Take its mass delisting of Heineken SKUs in 2017, which led to massive losses in off-trade value for a swathe of the supplier’s biggest brands. At the time, both Heineken and Tesco were tight-lipped as to whether it was a pricing row or simply a move to bring the retailer’s range in line with modern tastes that led to the delistings.
Then there was Haribo, whose products temporarily vanished from Tesco in late 2020. More recently, there’s Colgate, which almost entirely disappeared from Tesco shelves in February in what appeared to be a fallout over prices.
This battle with Heinz feels different, though. Arguably, more is at stake.
Not only is Heinz one of the UK’s biggest food brands, relied on by families across the nation for a host of different needs, but it comes as the full scale of the cost of living crisis is emerging.
Shoppers are paying serious attention to the price of everyday goods. Pushing prices too high on an everyday staple could mean losing business to another multiple – or a discounter. If Tesco is seen as being on the side of consumers by squaring up to Heinz, it could give the supermarket a serious popularity boost – especially considering prices for Heinz goods have already risen in other retailers.
Is that fair? Inflation, after all, is not just suffered by shoppers but by businesses too.
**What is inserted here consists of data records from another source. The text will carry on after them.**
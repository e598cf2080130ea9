//! High-level IR (HIR): the symbol graph.
//!
//! Modules, declarations and imports gathered by inspection passes, stored
//! in an arena and merged by identity.
//!
//! ## Key Types
//!
//! - [`SymbolDb`]: Arena owning every [`Module`] and [`Declaration`]
//! - [`ModuleId`], [`DeclId`]: Stable arena identifiers
//! - [`DeclarationRef`]: A declaration plus the db, for navigation
//! - [`ModuleFacts`]: Raw output of one inspection pass
//!
//! ## Data Flow
//!
//! ```text
//! ModuleFacts (inspection output)
//!     │
//!     ▼
//! Module + Declarations      ← fresh values, location attached
//!     │
//!     ▼
//! SymbolDb::merge_module     ← same_module decides replace vs insert
//!     │
//!     ▼
//! DeclarationRef             ← queried by ide rendering
//! ```

mod db;
mod declaration;
mod error;
mod facts;
mod identity;
mod ids;
mod module;

pub use db::{DeclarationRef, SharedSymbolDb, SymbolDb};
pub use declaration::{Declaration, DeclarationKind, SymbolKind, TypeInfo, TypeKind};
pub use error::{Result, SymbolError};
pub use facts::{DeclarationFacts, DeclarationKindFacts, ImportFacts, ModuleFacts, TypeFacts};
pub use identity::{
    is_by_sources, is_within_cabal, is_within_project, same_declaration, same_module,
    update_with,
};
pub use ids::{DeclId, ModuleId};
pub use module::{Import, Module};
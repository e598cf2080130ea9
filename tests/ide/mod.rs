//! IDE layer tests
//!
//! Tests for the editor-facing renderers:
//! - Plain-text brief, detailed and suggestion forms
//! - Markup popups and their escaping
//! - Correction regions in editor views

pub mod tests_popup;
pub mod tests_render;
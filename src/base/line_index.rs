//! Line start table for translating (line, column) into byte offsets.

use text_size::TextSize;

/// Start offsets of every line of a text.
#[derive(Debug, Clone, PartialEq, Eq)]
pub struct LineIndex {
    line_starts: Vec<TextSize>,
    len: TextSize,
}

impl LineIndex {
    pub fn new(text: &str) -> Self {
        let mut line_starts = vec![TextSize::from(0)];
        for (offset, byte) in text.bytes().enumerate() {
            if byte == b'\n' {
                line_starts.push(TextSize::from(offset as u32 + 1));
            }
        }
        Self {
            line_starts,
            len: TextSize::of(text),
        }
    }

    pub fn line_count(&self) -> usize {
        self.line_starts.len()
    }

    /// Offset of a 0-based (line, column) pair in `text`, clamped to it.
    ///
    /// `text` must be the text the index was built from. Columns count
    /// characters, not bytes. Negative coordinates clamp to the start,
    /// lines past the end clamp to the end of the text, and columns past
    /// the line end clamp to the end of that line.
    pub fn offset(&self, text: &str, line: i64, column: i64) -> TextSize {
        if line < 0 {
            return TextSize::from(0);
        }
        let line = usize::try_from(line).unwrap_or(usize::MAX);
        let Some(&start) = self.line_starts.get(line) else {
            return self.len;
        };
        let line_end = self
            .line_starts
            .get(line + 1)
            .map(|next| *next - TextSize::from(1))
            .unwrap_or(self.len);
        let Some(line_text) = text.get(usize::from(start)..usize::from(line_end)) else {
            return start;
        };
        let column = usize::try_from(column.max(0)).unwrap_or(usize::MAX);
        let within = line_text
            .char_indices()
            .nth(column)
            .map_or(line_text.len(), |(offset, _)| offset);
        start + TextSize::of(&line_text[..within])
    }
}
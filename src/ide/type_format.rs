//! Highlighting of type expressions.
//!
//! Identifiers starting with an uppercase letter are types, lowercase ones
//! are type variables, and `->`, `=>`, `::` are operators. Everything in
//! between is passed through escaped.

use std::sync::LazyLock;

use regex::Regex;

use super::escape::escape_html;

static TYPE_TOKEN: LazyLock<Regex> =
    LazyLock::new(|| Regex::new(r"([a-zA-Z]\w*)|(->|=>|::)").expect("valid type token pattern"));

/// Highlight class of a token in a type expression.
#[derive(Debug, Clone, Copy, PartialEq, Eq)]
pub enum TokenClass {
    Type,
    TyVar,
    Operator,
}

impl TokenClass {
    /// CSS class used in popups.
    pub fn css_class(self) -> &'static str {
        match self {
            TokenClass::Type => "type",
            TokenClass::TyVar => "tyvar",
            TokenClass::Operator => "operator",
        }
    }
}

/// A piece of a type expression.
#[derive(Debug, Clone, Copy, PartialEq, Eq)]
pub enum TypeToken<'a> {
    /// Text between classified tokens.
    Plain(&'a str),
    Classified(TokenClass, &'a str),
}

/// Split a type expression into plain and classified tokens, left to right.
pub fn classify_type(expr: &str) -> Vec<TypeToken<'_>> {
    let mut tokens = Vec::new();
    let mut rest = 0;
    for caps in TYPE_TOKEN.captures_iter(expr) {
        let Some(m) = caps.get(0) else { continue };
        if m.start() > rest {
            tokens.push(TypeToken::Plain(&expr[rest..m.start()]));
        }
        let class = if caps.get(1).is_some() {
            if m.as_str().starts_with(|c: char| c.is_ascii_uppercase()) {
                TokenClass::Type
            } else {
                TokenClass::TyVar
            }
        } else {
            TokenClass::Operator
        };
        tokens.push(TypeToken::Classified(class, m.as_str()));
        rest = m.end();
    }
    if rest < expr.len() {
        tokens.push(TypeToken::Plain(&expr[rest..]));
    }
    tokens
}

/// Render a type expression as escaped markup with `<span class=…>` tokens.
pub fn format_type(expr: &str) -> String {
    let mut out = String::with_capacity(expr.len() * 2);
    for token in classify_type(expr) {
        match token {
            TypeToken::Plain(text) => out.push_str(&escape_html(text)),
            TypeToken::Classified(class, text) => {
                out.push_str(&format!(
                    r#"<span class="{}">{}</span>"#,
                    class.css_class(),
                    escape_html(text)
                ));
            }
        }
    }
    out
}
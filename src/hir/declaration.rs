//! Declarations: functions, type synonyms, newtypes, data types and classes.

use std::collections::BTreeSet;
use std::sync::Arc;

use super::{Import, ModuleId};
use crate::base::{Location, Position};

/// Kind tag of a symbol.
#[derive(Clone, Copy, Debug, PartialEq, Eq, Hash)]
pub enum SymbolKind {
    Module,
    Function,
    Type,
    Newtype,
    Data,
    Class,
    Declaration,
}

impl SymbolKind {
    /// The keyword used when displaying this kind.
    pub fn display(&self) -> &'static str {
        match self {
            SymbolKind::Module => "module",
            SymbolKind::Function => "function",
            SymbolKind::Type => "type",
            SymbolKind::Newtype => "newtype",
            SymbolKind::Data => "data",
            SymbolKind::Class => "class",
            SymbolKind::Declaration => "declaration",
        }
    }
}

/// The type-like declaration kinds.
#[derive(Clone, Copy, Debug, PartialEq, Eq, Hash)]
pub enum TypeKind {
    Type,
    Newtype,
    Data,
    Class,
}

impl From<TypeKind> for SymbolKind {
    fn from(kind: TypeKind) -> Self {
        match kind {
            TypeKind::Type => SymbolKind::Type,
            TypeKind::Newtype => SymbolKind::Newtype,
            TypeKind::Data => SymbolKind::Data,
            TypeKind::Class => SymbolKind::Class,
        }
    }
}

/// Head of a type-like declaration.
#[derive(Clone, Debug, Default, PartialEq, Eq, Hash)]
pub struct TypeInfo {
    /// Class constraints, e.g. `Ord k`.
    pub context: Vec<Arc<str>>,
    /// Type parameters.
    pub args: Vec<Arc<str>>,
    /// Full textual definition, shown verbatim when present.
    pub definition: Option<Arc<str>>,
}

/// What a declaration is, with the fields specific to that kind.
#[derive(Clone, Debug, PartialEq, Eq, Hash)]
pub enum DeclarationKind {
    /// A declaration of unknown kind.
    Other,
    /// A function or value; the signature is `None` when unknown.
    Function { signature: Option<Arc<str>> },
    /// A type synonym, newtype, data type or class.
    Type { kind: TypeKind, info: TypeInfo },
}

/// A named entity visible within a module.
#[derive(Clone, Debug, PartialEq)]
pub struct Declaration {
    pub name: Arc<str>,
    pub kind: DeclarationKind,
    pub docs: Option<Arc<str>>,
    /// Imports through which the name became visible; empty if local.
    pub imported: Vec<Import>,
    /// Module that actually defines the name, if not the owning one.
    pub defined: Option<ModuleId>,
    pub position: Option<Position>,
    pub(crate) module: Option<ModuleId>,
    pub(crate) location: Option<Location>,
}

impl Declaration {
    pub fn new(name: impl Into<Arc<str>>, kind: DeclarationKind) -> Self {
        Self {
            name: name.into(),
            kind,
            docs: None,
            imported: Vec::new(),
            defined: None,
            position: None,
            module: None,
            location: None,
        }
    }

    pub fn function(name: impl Into<Arc<str>>, signature: Option<&str>) -> Self {
        Self::new(
            name,
            DeclarationKind::Function {
                signature: signature.map(Arc::from),
            },
        )
    }

    pub fn type_like(name: impl Into<Arc<str>>, kind: TypeKind, info: TypeInfo) -> Self {
        Self::new(name, DeclarationKind::Type { kind, info })
    }

    pub fn with_docs(mut self, docs: impl Into<Arc<str>>) -> Self {
        self.docs = Some(docs.into());
        self
    }

    pub fn with_position(mut self, position: Position) -> Self {
        self.position = Some(position);
        self
    }

    pub fn imported_via(mut self, import: Import) -> Self {
        self.imported.push(import);
        self
    }

    pub fn defined_in(mut self, module: ModuleId) -> Self {
        self.defined = Some(module);
        self
    }

    pub fn what(&self) -> SymbolKind {
        match &self.kind {
            DeclarationKind::Other => SymbolKind::Declaration,
            DeclarationKind::Function { .. } => SymbolKind::Function,
            DeclarationKind::Type { kind, .. } => (*kind).into(),
        }
    }

    /// Owning (visible-in) module.
    pub fn module(&self) -> Option<ModuleId> {
        self.module
    }

    /// Location of the owning module, set when the declaration is stored.
    pub fn location(&self) -> Option<&Location> {
        self.location.as_ref()
    }

    /// Defining module if set, otherwise the owning one.
    pub fn defined_module_id(&self) -> Option<ModuleId> {
        self.defined.or(self.module)
    }

    /// Sorted, de-duplicated names of the modules this was imported from.
    pub fn imported_names(&self) -> Vec<Arc<str>> {
        self.imported
            .iter()
            .map(|i| i.module.clone())
            .collect::<BTreeSet<_>>()
            .into_iter()
            .collect()
    }

    /// First of [`imported_names`](Self::imported_names), or empty.
    pub fn imported_from_name(&self) -> Arc<str> {
        self.imported_names()
            .into_iter()
            .next()
            .unwrap_or_else(|| Arc::from(""))
    }
}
Costs are surging across the board.
Ultimately, this is about what kind of price is justifiable in these chaotic times. It’s fair to suggest that the addition of 30p to the cost of a single can of Beanz, or £1 to the price of a 4x400g pack of Cream of Tomato Soup in some cases, is going to be immensely frustrating for Brits already feeling the crunch [Assosia 10 w/e 27 June 2022].
Tesco is adamant it can push against these increases, instead staying the course with its own-label products and other brands such as Branston. Heinz, of course, has leverage thanks to its size and popularity – but any fmcg professional knows the chaos that losing space in the UK’s biggest retailer can wreak on a balance sheet.
It may be that neither wins the battle for consumer hearts. Many may be wondering why one of them – or both in agreement – doesn’t simply do the honourable thing and take a hit to keep prices low and availability strong at a time when people are suffering and being pushed into poverty.
Whatever happens, this could very well set a precedent for other suppliers’ approaches to negotiating with the mults.
In the ring of negotiations, the fight is about to get tougher.